# The problem
Using the data below, return every line that holds the word "Blank".

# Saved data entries
########
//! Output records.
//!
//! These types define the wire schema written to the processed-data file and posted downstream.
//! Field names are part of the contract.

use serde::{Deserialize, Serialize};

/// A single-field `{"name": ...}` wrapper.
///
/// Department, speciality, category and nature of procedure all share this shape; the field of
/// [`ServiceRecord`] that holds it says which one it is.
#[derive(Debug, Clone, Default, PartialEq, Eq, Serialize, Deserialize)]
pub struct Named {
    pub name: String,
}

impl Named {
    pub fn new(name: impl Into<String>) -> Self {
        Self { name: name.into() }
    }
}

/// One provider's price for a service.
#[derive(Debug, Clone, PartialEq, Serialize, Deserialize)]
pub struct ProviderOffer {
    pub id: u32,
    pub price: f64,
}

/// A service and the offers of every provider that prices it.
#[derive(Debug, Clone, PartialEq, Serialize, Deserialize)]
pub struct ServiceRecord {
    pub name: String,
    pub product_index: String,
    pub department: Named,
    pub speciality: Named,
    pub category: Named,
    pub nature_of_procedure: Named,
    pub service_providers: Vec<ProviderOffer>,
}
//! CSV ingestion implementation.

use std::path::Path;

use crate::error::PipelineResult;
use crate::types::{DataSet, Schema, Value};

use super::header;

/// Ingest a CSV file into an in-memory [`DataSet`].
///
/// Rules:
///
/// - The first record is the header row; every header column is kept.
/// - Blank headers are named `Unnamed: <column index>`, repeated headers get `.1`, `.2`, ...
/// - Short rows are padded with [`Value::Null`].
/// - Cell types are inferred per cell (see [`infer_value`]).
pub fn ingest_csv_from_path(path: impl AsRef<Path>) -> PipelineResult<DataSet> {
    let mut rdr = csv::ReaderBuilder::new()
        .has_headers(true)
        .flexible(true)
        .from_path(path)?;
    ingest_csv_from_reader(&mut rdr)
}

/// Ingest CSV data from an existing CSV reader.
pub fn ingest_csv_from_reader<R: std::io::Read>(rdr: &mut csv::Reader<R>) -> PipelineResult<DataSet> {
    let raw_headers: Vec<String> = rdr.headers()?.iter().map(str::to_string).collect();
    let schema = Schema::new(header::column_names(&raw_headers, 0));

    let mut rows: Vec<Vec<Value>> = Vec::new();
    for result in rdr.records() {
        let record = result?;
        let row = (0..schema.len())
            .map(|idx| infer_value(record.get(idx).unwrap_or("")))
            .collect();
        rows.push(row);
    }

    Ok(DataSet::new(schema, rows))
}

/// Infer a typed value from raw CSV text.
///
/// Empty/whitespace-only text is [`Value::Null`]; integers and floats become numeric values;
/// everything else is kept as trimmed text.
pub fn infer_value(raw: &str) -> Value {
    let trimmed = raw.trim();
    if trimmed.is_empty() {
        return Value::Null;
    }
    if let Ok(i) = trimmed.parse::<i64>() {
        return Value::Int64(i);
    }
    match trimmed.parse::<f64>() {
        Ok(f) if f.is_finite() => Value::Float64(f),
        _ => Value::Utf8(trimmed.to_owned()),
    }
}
########
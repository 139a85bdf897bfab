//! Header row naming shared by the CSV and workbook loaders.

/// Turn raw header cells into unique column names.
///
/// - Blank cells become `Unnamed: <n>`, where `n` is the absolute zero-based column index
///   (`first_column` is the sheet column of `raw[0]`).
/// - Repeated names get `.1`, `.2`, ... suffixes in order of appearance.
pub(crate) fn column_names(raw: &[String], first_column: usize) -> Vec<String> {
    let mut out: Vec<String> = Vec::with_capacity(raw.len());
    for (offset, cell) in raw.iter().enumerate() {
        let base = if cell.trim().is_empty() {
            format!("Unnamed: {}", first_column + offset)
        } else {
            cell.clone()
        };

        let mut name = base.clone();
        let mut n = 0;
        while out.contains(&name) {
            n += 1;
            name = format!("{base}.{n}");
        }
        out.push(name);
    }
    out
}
########
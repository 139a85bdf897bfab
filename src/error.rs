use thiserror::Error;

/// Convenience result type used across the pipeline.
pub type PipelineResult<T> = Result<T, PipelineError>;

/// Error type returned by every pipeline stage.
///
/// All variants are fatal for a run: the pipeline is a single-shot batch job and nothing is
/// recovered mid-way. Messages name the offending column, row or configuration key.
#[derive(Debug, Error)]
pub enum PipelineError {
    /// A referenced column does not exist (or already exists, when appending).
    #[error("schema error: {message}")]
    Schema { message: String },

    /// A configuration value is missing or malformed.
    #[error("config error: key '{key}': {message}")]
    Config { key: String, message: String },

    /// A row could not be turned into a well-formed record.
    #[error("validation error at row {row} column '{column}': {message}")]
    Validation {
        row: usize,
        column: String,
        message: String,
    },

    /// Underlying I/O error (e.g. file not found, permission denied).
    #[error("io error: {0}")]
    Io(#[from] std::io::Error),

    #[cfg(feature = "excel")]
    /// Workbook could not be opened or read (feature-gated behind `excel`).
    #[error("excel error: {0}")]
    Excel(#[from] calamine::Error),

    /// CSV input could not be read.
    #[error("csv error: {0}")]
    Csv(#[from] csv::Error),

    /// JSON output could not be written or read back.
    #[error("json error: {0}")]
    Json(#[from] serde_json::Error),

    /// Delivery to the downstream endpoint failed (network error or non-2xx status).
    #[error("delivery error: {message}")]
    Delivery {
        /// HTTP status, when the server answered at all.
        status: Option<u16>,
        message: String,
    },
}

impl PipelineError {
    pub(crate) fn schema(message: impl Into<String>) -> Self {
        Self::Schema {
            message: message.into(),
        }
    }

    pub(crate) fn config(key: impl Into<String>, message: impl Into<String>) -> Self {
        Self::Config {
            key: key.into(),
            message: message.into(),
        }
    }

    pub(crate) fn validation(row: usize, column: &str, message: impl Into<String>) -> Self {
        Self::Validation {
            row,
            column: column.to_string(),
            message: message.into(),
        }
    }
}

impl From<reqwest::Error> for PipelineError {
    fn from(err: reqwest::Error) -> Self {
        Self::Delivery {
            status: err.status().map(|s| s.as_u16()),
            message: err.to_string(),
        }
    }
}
########
# Solved exercise
/// - Blank headers are named `Unnamed: <column index>`, repeated headers get `.1`, `.2`, ...
/// - Blank cells become `Unnamed: <n>`, where `n` is the absolute zero-based column index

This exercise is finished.